• TASK TO CARRY OUT:
Up to and including the line that contains "const RETURN_REPRESENTATION: &str", return every line from the start of the data, unchanged.

= = = = =

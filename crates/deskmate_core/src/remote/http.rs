//! HTTP backend for the hosted database and auth service.
//!
//! # Responsibility
//! - Translate table CRUD into the REST data API (`/rest/v1/<table>`,
//!   `col=eq.value` filters, `Prefer: return=representation` on writes).
//! - Drive e-mail/password auth through `/auth/v1/*` and keep the active
//!   session's bearer token for data calls.
//!
//! # Invariants
//! - The transport timeout from [`ClientConfig`] is the only timeout.
//! - A 401 from the data API drops the local session and emits
//!   `AuthEvent::SignedOut`, so stores observe server-side revocation.
//! - Tokens and passwords are never logged.

use crate::config::{ClientConfig, ConfigError};
use crate::logging::sanitize_message;
use crate::model::session::{AuthEvent, AuthUser, Registration, Session};
use crate::remote::{
    ensure_filtered, value_text, AuthApi, AuthBroadcast, Embed, Filter, RemoteError,
    RemoteErrorCode, RemoteResult, RemoteStore, Table,
};
use chrono::{DateTime, Utc};
use log::{debug, info, warn};
use reqwest::blocking::{Client, RequestBuilder};
use reqwest::StatusCode;
use serde::Deserialize;
use serde_json::{json, Value};
use std::sync::mpsc::Receiver;
use std::sync::RwLock;
use std::time::Instant;
use url::Url;

const REST_PREFIX: &str = "rest/v1/";
const AUTH_PREFIX: &str = "auth/v1/";
const API_KEY_HEADER: &str = "apikey";
const PREFER_HEADER: &str = "Prefer";
const RETURN_REPRESENTATION: &str = "return=representation";
/// Sessions expiring within this window are refreshed before use.
const REFRESH_LEEWAY_SECS: i64 = 60;

/// Blocking REST client implementing both [`RemoteStore`] and [`AuthApi`].
pub struct HttpBackend {
    config: ClientConfig,
    client: Client,
    session: RwLock<Option<Session>>,
    events: AuthBroadcast,
}

impl HttpBackend {
    pub fn new(config: ClientConfig) -> RemoteResult<Self> {
        let client = Client::builder()
            .timeout(config.request_timeout())
            .build()
            .map_err(|err| {
                RemoteError::new(
                    RemoteErrorCode::Network,
                    format!("failed to build http client: {err}"),
                )
            })?;

        Ok(Self {
            config,
            client,
            session: RwLock::new(None),
            events: AuthBroadcast::default(),
        })
    }

    pub fn config(&self) -> &ClientConfig {
        &self.config
    }

    fn current(&self) -> Option<Session> {
        self.session
            .read()
            .map(|guard| guard.clone())
            .unwrap_or_else(|poisoned| poisoned.into_inner().clone())
    }

    fn replace_session(&self, session: Option<Session>) {
        let mut guard = self
            .session
            .write()
            .unwrap_or_else(|poisoned| poisoned.into_inner());
        *guard = session;
    }

    fn drop_session(&self) {
        if self.current().is_some() {
            self.replace_session(None);
            info!("event=session_dropped module=remote status=ok");
            self.events.emit(&AuthEvent::SignedOut);
        }
    }

    fn rest_url(&self, table: Table, filter: &Filter, select: Option<&str>) -> RemoteResult<Url> {
        let mut url = self
            .config
            .endpoint(&format!("{REST_PREFIX}{}", table.as_str()))
            .map_err(config_error)?;
        if select.is_some() || !filter.is_empty() {
            let mut pairs = url.query_pairs_mut();
            if let Some(select) = select {
                pairs.append_pair("select", select);
            }
            for (column, value) in filter.clauses() {
                pairs.append_pair(column, &format!("eq.{value}"));
            }
        }
        Ok(url)
    }

    fn auth_url(&self, path: &str) -> RemoteResult<Url> {
        self.config
            .endpoint(&format!("{AUTH_PREFIX}{path}"))
            .map_err(config_error)
    }

    /// Adds the project key and the bearer token (session or anon key).
    fn authorized(&self, builder: RequestBuilder) -> RequestBuilder {
        let token = self
            .current()
            .map(|session| session.access_token)
            .unwrap_or_else(|| self.config.anon_key().to_string());
        builder
            .header(API_KEY_HEADER, self.config.anon_key())
            .bearer_auth(token)
    }

    fn execute(&self, request: RequestBuilder) -> RemoteResult<(StatusCode, String)> {
        let response = request.send().map_err(transport_error)?;
        let status = response.status();
        let body = response.text().map_err(transport_error)?;
        Ok((status, body))
    }

    fn rest_rows(&self, op: &str, table: Table, request: RequestBuilder) -> RemoteResult<Vec<Value>> {
        let started = Instant::now();
        let outcome = self.execute(request).and_then(|(status, body)| {
            if !status.is_success() {
                return Err(self.rest_failure(status, &body));
            }
            if body.trim().is_empty() {
                return Ok(Vec::new());
            }
            serde_json::from_str::<Vec<Value>>(&body).map_err(|err| {
                RemoteError::decode(format!("`{table}` response is not a row array: {err}"))
            })
        });

        match &outcome {
            Ok(rows) => debug!(
                "event=remote_call module=remote status=ok op={} table={} rows={} duration_ms={}",
                op,
                table,
                rows.len(),
                started.elapsed().as_millis()
            ),
            Err(err) => warn!(
                "event=remote_call module=remote status=error op={} table={} error_code={} duration_ms={} error={}",
                op,
                table,
                err.code.as_str(),
                started.elapsed().as_millis(),
                sanitize_message(&err.message)
            ),
        }
        outcome
    }

    fn rest_failure(&self, status: StatusCode, body: &str) -> RemoteError {
        let error = error_from_response(status.as_u16(), body);
        if status == StatusCode::UNAUTHORIZED {
            self.drop_session();
        }
        error
    }

    fn auth_call(&self, op: &str, request: RequestBuilder) -> RemoteResult<String> {
        let started = Instant::now();
        let outcome = self.execute(request).and_then(|(status, body)| {
            if status.is_success() {
                Ok(body)
            } else {
                Err(error_from_response(status.as_u16(), &body))
            }
        });
        match &outcome {
            Ok(_) => info!(
                "event=auth_call module=remote status=ok op={} duration_ms={}",
                op,
                started.elapsed().as_millis()
            ),
            Err(err) => warn!(
                "event=auth_call module=remote status=error op={} error_code={} duration_ms={} error={}",
                op,
                err.code.as_str(),
                started.elapsed().as_millis(),
                sanitize_message(&err.message)
            ),
        }
        outcome
    }

    fn refresh(&self, stale: &Session) -> RemoteResult<Option<Session>> {
        let request = self
            .client
            .post(self.auth_url("token?grant_type=refresh_token")?)
            .header(API_KEY_HEADER, self.config.anon_key())
            .json(&json!({ "refresh_token": stale.refresh_token }));

        match self.auth_call("refresh", request) {
            Ok(body) => {
                let session = parse_token_response(&body, Utc::now())?;
                self.replace_session(Some(session.clone()));
                self.events.emit(&AuthEvent::TokenRefreshed(session.clone()));
                Ok(Some(session))
            }
            Err(err) if err.code == RemoteErrorCode::Unauthorized => {
                self.drop_session();
                Ok(None)
            }
            Err(err) => Err(err),
        }
    }
}

impl RemoteStore for HttpBackend {
    fn select(&self, table: Table, filter: &Filter, embeds: &[Embed]) -> RemoteResult<Vec<Value>> {
        let url = self.rest_url(table, filter, Some(&select_clause(embeds)))?;
        self.rest_rows("select", table, self.authorized(self.client.get(url)))
    }

    fn insert(&self, table: Table, row: Value) -> RemoteResult<Vec<Value>> {
        let url = self.rest_url(table, &Filter::new(), None)?;
        let request = self
            .authorized(self.client.post(url))
            .header(PREFER_HEADER, RETURN_REPRESENTATION)
            .json(&row);
        self.rest_rows("insert", table, request)
    }

    fn update(&self, table: Table, filter: &Filter, patch: Value) -> RemoteResult<Vec<Value>> {
        ensure_filtered(table, filter)?;
        let url = self.rest_url(table, filter, None)?;
        let request = self
            .authorized(self.client.patch(url))
            .header(PREFER_HEADER, RETURN_REPRESENTATION)
            .json(&patch);
        self.rest_rows("update", table, request)
    }

    fn delete(&self, table: Table, filter: &Filter) -> RemoteResult<()> {
        ensure_filtered(table, filter)?;
        let url = self.rest_url(table, filter, None)?;
        self.rest_rows("delete", table, self.authorized(self.client.delete(url)))
            .map(|_| ())
    }
}

impl AuthApi for HttpBackend {
    fn sign_up(
        &self,
        email: &str,
        password: &str,
        name: Option<&str>,
    ) -> RemoteResult<Registration> {
        let mut body = json!({ "email": email, "password": password });
        if let Some(name) = name {
            body["data"] = json!({ "name": name });
        }
        let request = self
            .client
            .post(self.auth_url("signup")?)
            .header(API_KEY_HEADER, self.config.anon_key())
            .json(&body);

        let registration = parse_sign_up(&self.auth_call("sign_up", request)?, Utc::now())?;
        if let Some(session) = registration.session.as_ref() {
            self.replace_session(Some(session.clone()));
            self.events.emit(&AuthEvent::SignedIn(session.clone()));
        }
        Ok(registration)
    }

    fn sign_in(&self, email: &str, password: &str) -> RemoteResult<Session> {
        let request = self
            .client
            .post(self.auth_url("token?grant_type=password")?)
            .header(API_KEY_HEADER, self.config.anon_key())
            .json(&json!({ "email": email, "password": password }));

        let session = parse_token_response(&self.auth_call("sign_in", request)?, Utc::now())?;
        self.replace_session(Some(session.clone()));
        self.events.emit(&AuthEvent::SignedIn(session.clone()));
        Ok(session)
    }

    fn sign_out(&self) -> RemoteResult<()> {
        if self.current().is_none() {
            return Ok(());
        }
        let request = self.authorized(self.client.post(self.auth_url("logout")?));
        match self.auth_call("sign_out", request) {
            Ok(_) => {
                self.drop_session();
                Ok(())
            }
            // An already-invalid token means the server side is signed out.
            Err(err) if err.code == RemoteErrorCode::Unauthorized => {
                self.drop_session();
                Ok(())
            }
            Err(err) => Err(err),
        }
    }

    fn current_session(&self) -> RemoteResult<Option<Session>> {
        match self.current() {
            Some(session) if session.expires_within(Utc::now(), REFRESH_LEEWAY_SECS) => {
                self.refresh(&session)
            }
            other => Ok(other),
        }
    }

    fn reset_password_for_email(&self, email: &str) -> RemoteResult<()> {
        let request = self
            .client
            .post(self.auth_url("recover")?)
            .header(API_KEY_HEADER, self.config.anon_key())
            .json(&json!({ "email": email }));
        self.auth_call("reset_password", request).map(|_| ())
    }

    fn subscribe(&self) -> Receiver<AuthEvent> {
        self.events.subscribe()
    }
}

#[derive(Debug, Deserialize)]
struct TokenResponse {
    access_token: String,
    refresh_token: String,
    #[serde(default)]
    expires_in: Option<i64>,
    #[serde(default)]
    expires_at: Option<i64>,
    user: AuthUser,
}

impl TokenResponse {
    fn into_session(self, now: DateTime<Utc>) -> Session {
        let expires_at = self
            .expires_at
            .or_else(|| self.expires_in.map(|secs| now.timestamp() + secs));
        Session {
            access_token: self.access_token,
            refresh_token: self.refresh_token,
            expires_at,
            user: self.user,
        }
    }
}

fn parse_token_response(body: &str, now: DateTime<Utc>) -> RemoteResult<Session> {
    serde_json::from_str::<TokenResponse>(body)
        .map(|token| token.into_session(now))
        .map_err(|err| RemoteError::decode(format!("invalid token response: {err}")))
}

/// Sign-up answers with a token response when the account is usable at
/// once, or with the bare user while e-mail confirmation is pending.
fn parse_sign_up(body: &str, now: DateTime<Utc>) -> RemoteResult<Registration> {
    let value: Value = serde_json::from_str(body)
        .map_err(|err| RemoteError::decode(format!("invalid sign-up response: {err}")))?;

    if value.get("access_token").is_some() {
        let session = parse_token_response(body, now)?;
        return Ok(Registration {
            user: session.user.clone(),
            session: Some(session),
        });
    }

    let user_value = value.get("user").cloned().unwrap_or(value);
    let user = serde_json::from_value::<AuthUser>(user_value)
        .map_err(|err| RemoteError::decode(format!("invalid sign-up user: {err}")))?;
    Ok(Registration {
        user,
        session: None,
    })
}

fn select_clause(embeds: &[Embed]) -> String {
    let mut clause = String::from("*");
    for embed in embeds {
        clause.push(',');
        clause.push_str(embed.table.as_str());
        clause.push_str("(*)");
    }
    clause
}

/// Maps an error response from either API onto the shared taxonomy.
fn error_from_response(status: u16, body: &str) -> RemoteError {
    let parsed: Option<Value> = serde_json::from_str(body).ok();
    let field = |name: &str| {
        parsed
            .as_ref()
            .and_then(|value| value.get(name))
            .filter(|value| !value.is_null())
            .map(value_text)
    };
    let service_code = field("code").or_else(|| field("error_code"));
    let auth_error = field("error");
    let message = field("message")
        .or_else(|| field("msg"))
        .or_else(|| field("error_description"))
        .or_else(|| auth_error.clone())
        .unwrap_or_else(|| {
            let trimmed = body.trim();
            if trimmed.is_empty() {
                format!("http status {status}")
            } else {
                trimmed.to_string()
            }
        });

    let code = match (status, service_code.as_deref(), auth_error.as_deref()) {
        (_, Some("23505" | "23503" | "user_already_exists"), _) | (409, _, _) => {
            RemoteErrorCode::Conflict
        }
        (_, Some("PGRST116"), _) | (404, _, _) => RemoteErrorCode::NotFound,
        (401 | 403, _, _)
        | (400, Some("invalid_credentials"), _)
        | (400, _, Some("invalid_grant")) => RemoteErrorCode::Unauthorized,
        (408 | 504, _, _) => RemoteErrorCode::Timeout,
        (500..=599, _, _) => RemoteErrorCode::Server,
        _ => RemoteErrorCode::Rejected,
    };
    RemoteError::new(code, message)
}

fn transport_error(err: reqwest::Error) -> RemoteError {
    let code = if err.is_timeout() {
        RemoteErrorCode::Timeout
    } else if err.is_decode() {
        RemoteErrorCode::Decode
    } else {
        RemoteErrorCode::Network
    };
    RemoteError::new(code, err.to_string())
}

fn config_error(err: ConfigError) -> RemoteError {
    RemoteError::rejected(err.to_string())
}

= = = = =

• RESPONSE:
filename crates/deskmate_core/src/remote/http.rs
//! HTTP backend for the hosted database and auth service.
//!
//! # Responsibility
//! - Translate table CRUD into the REST data API (`/rest/v1/<table>`,
//!   `col=eq.value` filters, `Prefer: return=representation` on writes).
//! - Drive e-mail/password auth through `/auth/v1/*` and keep the active
//!   session's bearer token for data calls.
//!
//! # Invariants
//! - The transport timeout from [`ClientConfig`] is the only timeout.
//! - A 401 from the data API drops the local session and emits
//!   `AuthEvent::SignedOut`, so stores observe server-side revocation.
//! - Tokens and passwords are never logged.

use crate::config::{ClientConfig, ConfigError};
use crate::logging::sanitize_message;
use crate::model::session::{AuthEvent, AuthUser, Registration, Session};
use crate::remote::{
    ensure_filtered, value_text, AuthApi, AuthBroadcast, Embed, Filter, RemoteError,
    RemoteErrorCode, RemoteResult, RemoteStore, Table,
};
use chrono::{DateTime, Utc};
use log::{debug, info, warn};
use reqwest::blocking::{Client, RequestBuilder};
use reqwest::StatusCode;
use serde::Deserialize;
use serde_json::{json, Value};
use std::sync::mpsc::Receiver;
use std::sync::RwLock;
use std::time::Instant;
use url::Url;

const REST_PREFIX: &str = "rest/v1/";
const AUTH_PREFIX: &str = "auth/v1/";
const API_KEY_HEADER: &str = "apikey";
const PREFER_HEADER: &str = "Prefer";
const RETURN_REPRESENTATION: &str = "return=representation";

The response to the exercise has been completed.